Dad’s eyes darted back and forth between Stroud and me. “Sir,” he said, his voice weakening. “Tell him this isn’t true.”
Stroud hugged the thighbone to his chest. His eyes drifted away from me back to the ruins of Inverness. He stepped onto the bench and surveyed the damage.
“There’s a SWAT team on its way to seventeen Hardscrabble Road right now, sir,” I said. “It’s all over.”
He sat down on the wall, his feet resting on the bench. Little by little, his spine sagged forward, folding over the thighbone he still clutched in his arms, like his vertebrae were crumbling one by one. “Just look at this place,” he repeated. “What a loss.”
Dad staggered a few steps, as if the floor underneath him had tilted sideways. “I don’t understand, sir,” he stammered.

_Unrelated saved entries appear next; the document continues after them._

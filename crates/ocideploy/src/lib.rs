//! ocideploy command-line library
//!
//! Commands for packaging deployment sources into reproducible layer
//! archives and moving them through OCI registries. The binary in
//! `main.rs` is a thin wrapper over [`commands::execute`].

pub mod cli;
pub mod commands;
pub mod config;
pub mod logging;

But Stroud didn’t answer. Instead, his eyes closed. His body went limp. A wind combed his short white hair forward. The background behind his head changed. In place of the sky and the far shore of the lake, white sprays of water appeared all around him. At first I couldn’t tell what was happening, but then I understood. He’d pitched himself backward over the terrace wall, and the puck had followed him down the face of the cliff. That moment of falling seemed to last forever. But the whole time I watched him plummet toward the lake, my heart didn’t try to punch out of my chest. My tie didn’t seem to tighten around my neck. My breath stayed as steady as a slowly swinging pendulum. Then, right before impact, the puck peeled away and glided off across the surface of the water, which sparkled in the sunshine.
36
None of us moved or spoke for a long minute. Dad’s face had gone blank, like he’d fallen into one of his trances. His puck still projected an image of glinting water on the wall across from us. The shifting bluish light playing over Dad’s loose features made it look like he’d plunged to the bottom of the lake along with Stroud.
“Dad?”
He snatched his puck out of the air, the projection disappeared, and the room went dark. “I don’t understand,” he repeated in a thin voice. “Any of this. Who that man was.” He nodded at the empty wall across from him. Then he looked at me. “Who you are.”
“I know, Dad.”
A knock sounded at the door. Trumbull stuck his head in. “Sorry to bother you, sir.” Then, to me, “The SWAT team’s at the house on Hardscrabble Road. The place is empty. No Paul Waring. No robotics equipment. Not even any furniture. I thought you should know.”
I traded a look with Dr. Singh. Just like she’d predicted.
“Trumbull, wait,” Dad said. “Something just happened at the school. Something terrible.”
“Sir?”
“We should send help.” He started for the door. Stopped. Cast one more baffled glance over his shoulder at me. Then he went out. The room was quiet, aside from the tapping of Dr. Singh’s fingers.
“Give him time,” she said. “His world just turned upside down.”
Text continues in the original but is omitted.